London - Mothers who have babies using donated eggs tend not to bond so closely with their children, a study shows.
Research by the University of Cambridge has found women who use egg donors may have slightly different relationships with their babies.
Some admit they struggle with not being biologically related to their child.
These women are warm and loving but show small differences when playing with the child, according to the study of 85 families who used egg donation.
They are less sensitive to their baby’s smile and eye contact, while the child is less likely to involve its mother by holding out or waving toys.
Dr Susan Imrie, who co-authored the study by the University of Cambridge’s Centre for Family Research, will present it this week at the annual meeting of the American Society for Reproductive Medicine in Denver.
"Women who use egg donation have often had a longer route to parenthood," she said. "Our research does show that some women are still finding their feet as egg-donation mothers and that this can be challenging.
"A small number told us not having a genetic link with their child took some time to get their head around."
Egg donation began being used by fertility clinics in the late 1980s but has grown in popularity over the past decade.
Women who donate eggs are usually aged 18 to 35, so their eggs are younger, of better quality and thus far more likely to result in a pregnancy.
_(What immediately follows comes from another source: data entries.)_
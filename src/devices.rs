//! Per-device configuration store.
//!
//! Read-mostly KV keyed by uid. Holds the provisioning record plus the
//! pending binary configuration blob that the handler pushes on the
//! device's next contact. Writes are serialized per uid by the DashMap
//! shard locks.

use bytes::Bytes;
use dashmap::DashMap;
use serde_json::Value;

use crate::protocols::InitiationConfig;

#[derive(Debug, Default, Clone)]
pub struct DeviceEntry {
    /// Raw provisioning record as received from the command path.
    pub config: Option<Value>,
    /// Binary blob awaiting the next connection of this device.
    pub pending_config: Option<Bytes>,
}

#[derive(Debug, Default)]
pub struct DeviceRegistry {
    devices: DashMap<String, DeviceEntry>,
}

impl DeviceRegistry {
    pub fn new() -> Self {
        Self::default()
    }

    pub fn pending_config(&self, uid: &str) -> Option<Bytes> {
        self.devices
            .get(uid)
            .and_then(|entry| entry.pending_config.clone())
    }

    pub fn set_pending_config(&self, uid: &str, blob: Bytes) {
        self.devices.entry(uid.to_string()).or_default().pending_config = Some(blob);
    }

    pub fn clear_pending_config(&self, uid: &str) {
        if let Some(mut entry) = self.devices.get_mut(uid) {
            entry.pending_config = None;
        }
    }

    pub fn set_config(&self, uid: &str, config: Value) {
        self.devices.entry(uid.to_string()).or_default().config = Some(config);
    }

    pub fn config(&self, uid: &str) -> Option<Value> {
        self.devices.get(uid).and_then(|entry| entry.config.clone())
    }
}

fn str_at<'a>(value: &'a Value, path: &[&str]) -> Option<&'a str> {
    let mut node = value;
    for key in path {
        node = node.get(key)?;
    }
    node.as_str()
}

/// Builds the initiation record from a raw provisioning command value,
/// filling gateway defaults for everything the caller left out.
pub fn initiation_config(raw: &Value, default_host: &str, default_port: u16) -> InitiationConfig {
    let port = raw
        .get("port")
        .and_then(|v| {
            v.as_u64()
                .or_else(|| v.as_str().and_then(|s| s.parse().ok()))
        })
        .map(|v| v as u16)
        .unwrap_or(default_port);
    InitiationConfig {
        identifier: str_at(raw, &["identifier"]).unwrap_or_default().to_string(),
        host: str_at(raw, &["host"]).unwrap_or(default_host).to_string(),
        port,
        device_login: str_at(raw, &["device", "login"]).unwrap_or_default().to_string(),
        device_password: str_at(raw, &["device", "password"])
            .unwrap_or_default()
            .to_string(),
        gprs_apn: str_at(raw, &["gprs", "apn"]).unwrap_or_default().to_string(),
        gprs_username: str_at(raw, &["gprs", "username"]).unwrap_or_default().to_string(),
        gprs_password: str_at(raw, &["gprs", "password"]).unwrap_or_default().to_string(),
    }
}

#[cfg(test)]
mod tests {
    use super::*;
    use serde_json::json;

    #[test]
    fn test_pending_config_lifecycle() {
        let registry = DeviceRegistry::new();
        let uid = "012896001609129";
        assert!(registry.pending_config(uid).is_none());
        registry.set_pending_config(uid, Bytes::from_static(b"\x01\x02"));
        assert_eq!(
            registry.pending_config(uid).unwrap(),
            Bytes::from_static(b"\x01\x02")
        );
        registry.clear_pending_config(uid);
        assert!(registry.pending_config(uid).is_none());
    }

    #[test]
    fn test_initiation_config_defaults() {
        let config = initiation_config(&json!({}), "10.1.2.3", 21100);
        assert_eq!(config.identifier, "");
        assert_eq!(config.host, "10.1.2.3");
        assert_eq!(config.port, 21100);
        assert_eq!(config.gprs_apn, "");
    }

    #[test]
    fn test_initiation_config_overrides() {
        let raw = json!({
            "identifier": "012896001609129",
            "host": "91.77.12.1",
            "port": "20200",
            "device": {"login": "admin", "password": "secret"},
            "gprs": {"apn": "internet", "username": "u", "password": "p"},
        });
        let config = initiation_config(&raw, "10.1.2.3", 21100);
        assert_eq!(config.identifier, "012896001609129");
        assert_eq!(config.host, "91.77.12.1");
        assert_eq!(config.port, 20200);
        assert_eq!(config.device_login, "admin");
        assert_eq!(config.gprs_apn, "internet");
    }
}
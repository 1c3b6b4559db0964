//! TCP accept loop: one task per device connection.

use std::net::SocketAddr;
use std::sync::Arc;

use tokio::net::TcpListener;
use tracing::{debug, info};

use crate::error::Result;
use crate::handler::{Services, Session};
use crate::pipe::BrokerStore;
use crate::protocols::SessionProtocol;

pub async fn run_server<P>(protocol: Arc<P>, services: Arc<Services>) -> Result<()>
where
    P: SessionProtocol,
{
    let addr = SocketAddr::from(([0, 0, 0, 0], services.listen_port));
    let listener = TcpListener::bind(addr).await?;
    info!(%addr, protocol = protocol.alias(), "listening");
    loop {
        let (mut socket, peer) = listener.accept().await?;
        let protocol = protocol.clone();
        let services = services.clone();
        let store = BrokerStore::new(services.broker.clone());
        tokio::spawn(async move {
            debug!(%peer, "connection accepted");
            let mut session = Session::new(protocol, store, services);
            session.run(&mut socket).await;
            debug!(%peer, "connection finished");
        });
    }
}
For older women whose own eggs may make it difficult or impossible to start a family, this can be the better option. The British researchers interviewed women with children from egg donation, whose partners were the biological fathers, and whose babies were aged between six and 18 months.
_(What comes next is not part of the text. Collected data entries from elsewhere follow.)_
//! Autolink wire protocol.
//!
//! Little-endian. Two top-level frames: a fixed 10-byte header carrying the
//! IMEI (`0xFF` prefix) and a package (`0x5B` prefix) — a sequence byte
//! followed by sub-packets up to the `0x5D` terminator. The package itself
//! declares no length; it is self-delimited by parsing sub-packets.

use std::collections::BTreeMap;

use bytes::Bytes;
use chrono::{DateTime, Utc};
use serde_json::Value;

use crate::bits::{bit_range_value, bit_value};
use crate::checksum::sum8;
use crate::error::{Error, Result};
use crate::frame::FrameBuf;
use crate::observer::{self, ObserverPacket};
use crate::protocols::SessionProtocol;

pub const PREFIX_HEADER: u8 = 0xFF;
pub const PREFIX_PACKAGE: u8 = 0x5B;
pub const PACKAGE_TERMINATOR: u8 = 0x5D;

pub const PACKET_TYPE_PING: u8 = 0;
pub const PACKET_TYPE_DATA: u8 = 1;
pub const PACKET_TYPE_TEXT: u8 = 3;
pub const PACKET_TYPE_PHOTO: u8 = 4;

/// Head frame: `FF <version> <imei u64>`.
#[derive(Debug, Clone, PartialEq)]
pub struct Header {
    raw: Bytes,
    pub protocol_version: u8,
    pub device_imei: String,
}

impl Header {
    pub const WIRE_LEN: usize = 10;

    fn parse(buf: &mut FrameBuf<'_>) -> Result<Self> {
        let start = buf.offset();
        let frame = buf.take(Self::WIRE_LEN).map_err(|_| {
            Error::malformed("header frame shorter than 10 bytes", start)
        })?;
        let mut cursor = FrameBuf::with_base(frame, start);
        cursor.u8()?; // prefix, checked by the factory
        let protocol_version = cursor.u8()?;
        let device_imei = cursor.u64_le()?.to_string();
        Ok(Self {
            raw: Bytes::copy_from_slice(frame),
            protocol_version,
            device_imei,
        })
    }

    pub fn to_bytes(&self) -> Vec<u8> {
        let imei: u64 = self.device_imei.parse().unwrap_or(0);
        let mut out = Vec::with_capacity(Self::WIRE_LEN);
        out.push(PREFIX_HEADER);
        out.push(self.protocol_version);
        out.extend_from_slice(&imei.to_le_bytes());
        out
    }
}

/// One sub-packet inside a package: type, declared length (timestamp +
/// records), UNIX timestamp, TLV-5 records, one-byte sum checksum.
#[derive(Debug, Clone, PartialEq)]
pub struct SubPacket {
    raw: Bytes,
    pub packet_type: u8,
    pub timestamp: DateTime<Utc>,
    body: Bytes,
    pub checksum: u8,
    pub sensors: BTreeMap<String, Value>,
}

impl SubPacket {
    fn parse(buf: &mut FrameBuf<'_>) -> Result<Self> {
        let start = buf.offset();
        let packet_type = buf.u8()?;
        let length = buf.u16_le()? as usize;
        if length < 4 {
            return Err(Error::malformed("sub-packet length below 4", start + 1));
        }
        let ts_secs = buf.u32_le()?;
        let body = buf.take(length - 4)?;
        let checksum = buf.u8()?;

        let mut summed = Vec::with_capacity(4 + body.len());
        summed.extend_from_slice(&ts_secs.to_le_bytes());
        summed.extend_from_slice(body);
        let expected = sum8(&summed);
        if expected != checksum {
            return Err(Error::malformed(
                format!("sub-packet checksum {} != {}", checksum, expected),
                start,
            ));
        }

        let sensors = if packet_type == PACKET_TYPE_DATA {
            parse_records(&mut FrameBuf::with_base(body, start + 7))?
        } else {
            BTreeMap::new()
        };

        let mut raw = Vec::with_capacity(3 + length + 1);
        raw.push(packet_type);
        raw.extend_from_slice(&(length as u16).to_le_bytes());
        raw.extend_from_slice(&summed);
        raw.push(checksum);

        Ok(Self {
            raw: Bytes::from(raw),
            packet_type,
            timestamp: observer::time_from_epoch(ts_secs as i64),
            body: Bytes::copy_from_slice(body),
            checksum,
            sensors,
        })
    }

    pub fn to_bytes(&self) -> Vec<u8> {
        let ts = self.timestamp.timestamp() as u32;
        let length = (4 + self.body.len()) as u16;
        let mut out = Vec::with_capacity(4 + length as usize);
        out.push(self.packet_type);
        out.extend_from_slice(&length.to_le_bytes());
        out.extend_from_slice(&ts.to_le_bytes());
        out.extend_from_slice(&self.body);
        let mut summed = ts.to_le_bytes().to_vec();
        summed.extend_from_slice(&self.body);
        out.push(sum8(&summed));
        out
    }
}

/// TLV-5 record stream: one tag byte, four value bytes each.
fn parse_records(buf: &mut FrameBuf<'_>) -> Result<BTreeMap<String, Value>> {
    let mut sensors = BTreeMap::new();
    while !buf.is_empty() {
        let tag = buf.u8()?;
        let mut val = buf.slice(4)?;
        match tag {
            1 => {
                sensors.insert("ext_battery_voltage".into(), Value::from(val.u16_le()?));
                sensors.insert("int_battery_voltage".into(), Value::from(val.u16_le()?));
            }
            2 => {
                sensors.insert("ibutton".into(), Value::from(val.u32_le()?));
            }
            3 => {
                sensors.insert("latitude".into(), Value::from(val.f32_le()? as f64));
            }
            4 => {
                sensors.insert("longitude".into(), Value::from(val.f32_le()? as f64));
            }
            5 => {
                let azimuth = val.u8()? as u32 * 2;
                let altitude = val.u8()? as u32 * 10;
                let sat = val.u8()? as u32;
                let speed = val.u8()? as f64 * 1.852;
                let sat_gps = bit_range_value(sat, 0, 4);
                let sat_glonass = bit_range_value(sat, 4, 8);
                sensors.insert("sat_count".into(), Value::from(sat_gps + sat_glonass));
                sensors.insert("sat_count_gps".into(), Value::from(sat_gps));
                sensors.insert("sat_count_glonass".into(), Value::from(sat_glonass));
                sensors.insert("speed".into(), Value::from(speed));
                sensors.insert("altitude".into(), Value::from(altitude));
                sensors.insert("azimuth".into(), Value::from(azimuth));
            }
            9 => {
                let status = val.u32_le()?;
                for i in 0..8 {
                    sensors.insert(format!("din{}", i), Value::from(bit_value(status, i)));
                }
                for j in 0..5 {
                    sensors.insert(format!("ain{}", j), Value::from(bit_value(status, 8 + j)));
                }
                sensors.insert(
                    "gsm_modem_status".into(),
                    Value::from(bit_range_value(status, 12, 14)),
                );
                sensors.insert(
                    "gps_module_status".into(),
                    Value::from(bit_range_value(status, 14, 16)),
                );
                sensors.insert("moving".into(), Value::from(bit_value(status, 16)));
                sensors.insert("armed".into(), Value::from(bit_value(status, 20)));
                sensors.insert("acc".into(), Value::from(bit_value(status, 21)));
                sensors.insert(
                    "ext_battery_voltage".into(),
                    Value::from(bit_range_value(status, 24, 32) * 150),
                );
            }
            // tags 6..8 are reserved by the vendor (LAC/CID, GSM signal);
            // the value bytes are consumed and dropped
            _ => {}
        }
    }
    Ok(sensors)
}

/// Package frame: `5B <seq> <sub-packets…> 5D`.
#[derive(Debug, Clone, PartialEq)]
pub struct Package {
    raw: Bytes,
    pub sequence_num: u8,
    pub packets: Vec<SubPacket>,
}

impl Package {
    fn parse(buf: &mut FrameBuf<'_>) -> Result<Self> {
        let start = buf.offset();
        buf.u8()?; // prefix
        let sequence_num = buf.u8()?;
        let mut packets = Vec::new();
        let mut terminated = false;
        while !buf.is_empty() {
            if buf.peek_u8() == Some(PACKAGE_TERMINATOR) {
                buf.u8()?;
                terminated = true;
                break;
            }
            packets.push(SubPacket::parse(buf)?);
        }
        if packets.is_empty() {
            return Err(Error::malformed("package without sub-packets", start));
        }
        let mut raw = vec![PREFIX_PACKAGE, sequence_num];
        for packet in &packets {
            raw.extend_from_slice(&packet.raw);
        }
        if terminated {
            raw.push(PACKAGE_TERMINATOR);
        }
        Ok(Self { raw: Bytes::from(raw), sequence_num, packets })
    }

    pub fn to_bytes(&self) -> Vec<u8> {
        let mut out = vec![PREFIX_PACKAGE, self.sequence_num];
        for packet in &self.packets {
            out.extend_from_slice(&packet.to_bytes());
        }
        out.push(PACKAGE_TERMINATOR);
        out
    }
}

#[derive(Debug, Clone, PartialEq)]
pub enum Frame {
    Header(Header),
    Package(Package),
}

impl Frame {
    pub fn raw(&self) -> Bytes {
        match self {
            Frame::Header(h) => h.raw.clone(),
            Frame::Package(p) => p.raw.clone(),
        }
    }
}

/// Splits a receive burst into Autolink frames, dispatching on the first
/// byte of each.
pub fn frames_from_buffer(buf: &[u8]) -> Result<Vec<Frame>> {
    let mut cursor = FrameBuf::new(buf);
    let mut frames = Vec::new();
    while !cursor.is_empty() {
        match cursor.peek_u8().unwrap() {
            PREFIX_HEADER => frames.push(Frame::Header(Header::parse(&mut cursor)?)),
            PREFIX_PACKAGE => frames.push(Frame::Package(Package::parse(&mut cursor)?)),
            other => return Err(Error::UnknownPrefix(other)),
        }
    }
    Ok(frames)
}

#[derive(Debug, Default)]
pub struct Autolink;

impl SessionProtocol for Autolink {
    type Frame = Frame;

    fn alias(&self) -> &'static str {
        "autolink"
    }

    fn frames(&self, buf: &[u8]) -> Result<Vec<Frame>> {
        frames_from_buffer(buf)
    }

    fn raw(&self, frame: &Frame) -> Bytes {
        frame.raw()
    }

    fn uid_of(&self, frame: &Frame) -> Option<String> {
        match frame {
            Frame::Header(h) => Some(h.device_imei.clone()),
            Frame::Package(_) => None,
        }
    }

    /// No acknowledgement on the header; per sub-packet `02` + checksum as
    /// a little-endian word.
    fn ack_for(&self, frame: &Frame) -> Option<Vec<u8>> {
        match frame {
            Frame::Header(_) => None,
            Frame::Package(p) => {
                let mut ack = Vec::with_capacity(p.packets.len() * 3);
                for packet in &p.packets {
                    ack.push(0x02);
                    ack.extend_from_slice(&(packet.checksum as u16).to_le_bytes());
                }
                Some(ack)
            }
        }
    }

    fn translate(&self, frame: &Frame) -> Vec<ObserverPacket> {
        let Frame::Package(package) = frame else {
            return Vec::new();
        };
        package
            .packets
            .iter()
            .filter(|p| p.packet_type == PACKET_TYPE_DATA)
            .map(|p| {
                let mut packet = ObserverPacket::new();
                packet.time = Some(observer::format_time(p.timestamp));
                packet.apply_sensors(p.sensors.clone());
                // the device reports no dilution; keep the upstream filler
                packet.hdop = Some(1.0);
                packet
            })
            .collect()
    }
}

#[cfg(test)]
#[path = "tests/autolink.rs"]
mod vector_tests;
They filmed parents playing with their children for ten minutes.
Comparing mothers who used egg donation with 65 women who conceived using their own eggs, there were differences.
Women who used egg donors were less sensitive towards their babies, based on behaviour such as smiling at the child or responding to a baby pointing towards a toy or showing signs of boredom.They were less good at structuring play activities.
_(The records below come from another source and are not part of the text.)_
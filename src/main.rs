use std::sync::Arc;

use tracing::{error, info};
use tracing_subscriber::EnvFilter;

use fleetgate::broker::Broker;
use fleetgate::devices::DeviceRegistry;
use fleetgate::handler::{offline_command, Services};
use fleetgate::pipe::HttpPipe;
use fleetgate::protocols::{autolink, galileo, globalsat, naviset, teltonika, SessionProtocol};
use fleetgate::server::run_server;
use fleetgate::settings::{ProtocolKind, Settings};
use fleetgate::spool::Spool;

fn init_tracing(logs: &str) {
    let filter = EnvFilter::try_from_default_env()
        .unwrap_or_else(|_| EnvFilter::new("fleetgate=debug,info"));
    if logs == "stdout" {
        tracing_subscriber::fmt().with_env_filter(filter).init();
    } else {
        let file = std::fs::OpenOptions::new()
            .create(true)
            .append(true)
            .open(logs)
            .unwrap_or_else(|e| {
                eprintln!("cannot open log file {logs}: {e}");
                std::process::exit(1);
            });
        tracing_subscriber::fmt()
            .with_env_filter(filter)
            .with_writer(Arc::new(file))
            .with_ansi(false)
            .init();
    }
}

async fn run_gateway<P>(protocol: P, services: Arc<Services>) -> fleetgate::error::Result<()>
where
    P: SessionProtocol,
{
    let protocol = Arc::new(protocol);

    // per-protocol AMQP command listener, independent of the ingress path
    {
        let protocol = protocol.clone();
        let services = services.clone();
        tokio::spawn(async move {
            let broker = services.broker.clone();
            broker
                .run_command_listener(protocol.alias(), |command| {
                    let protocol = protocol.clone();
                    let services = services.clone();
                    async move { offline_command(protocol.as_ref(), &services, command).await }
                })
                .await;
        });
    }

    run_server(protocol, services).await
}

#[tokio::main]
async fn main() {
    let settings = match Settings::load() {
        Ok(settings) => settings,
        Err(e) => {
            eprintln!("configuration error: {e}");
            std::process::exit(2);
        }
    };
    init_tracing(&settings.logs);
    info!(
        protocol = ?settings.protocol,
        port = settings.port,
        environment = %settings.environment,
        "fleetgate starting"
    );

    let services = Arc::new(Services {
        broker: Arc::new(Broker::new(&settings.amqp_url, &settings.environment)),
        devices: Arc::new(DeviceRegistry::new()),
        pipe: Arc::new(HttpPipe::new(&settings.pipe_set_url, &settings.pipe_finish_url)),
        spool: Spool::new(&settings.spool_dir),
        public_host: settings.public_host.clone(),
        listen_port: settings.port,
        socket_timeout: settings.socket_timeout,
        socket_packet_length: settings.socket_packet_length,
    });

    let result = match settings.protocol {
        ProtocolKind::Autolink => run_gateway(autolink::Autolink, services).await,
        ProtocolKind::Galileo => run_gateway(galileo::Galileo, services).await,
        ProtocolKind::GlobalsatTr151 => run_gateway(globalsat::Tr151::default(), services).await,
        ProtocolKind::Naviset => run_gateway(naviset::Naviset, services).await,
        ProtocolKind::Teltonika => run_gateway(teltonika::Teltonika, services).await,
    };
    if let Err(e) = result {
        error!(error = %e, "gateway stopped");
        std::process::exit(1);
    }
}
Their babies were less responsive, based on eye contact and smiles towards their mother, and involved her less by, for example, waving or holding out toys. The study suggests women may interact with babies born by egg donation differently, and their babies may respond differently as a result. However, during interviews, little difference was found in the women’s feelings towards their children.
Women whose children came from egg donation had less confidence in their parenting skills, but this was thought to be due to the mothers’ age.
The results also showed no difference in hostility or controlling behaviour for women whose babies were born using eggs from another woman.
The study, published in the journal Child Development, states: "Research with egg-donation mothers of older children suggests that mothers may feel more comfortable with non-genetic motherhood over time."
Stuart Lavery, a fertility expert at Imperial College, London, said: "This is an important study that suggests there may be some differences in the quality of the parent-child relationships between egg donation families and conventional IVF families.
"Given the increased use of egg donation and previous studies that were more reassuring, this issue deserves further studies in bigger populations, and probably most importantly over longer time frames."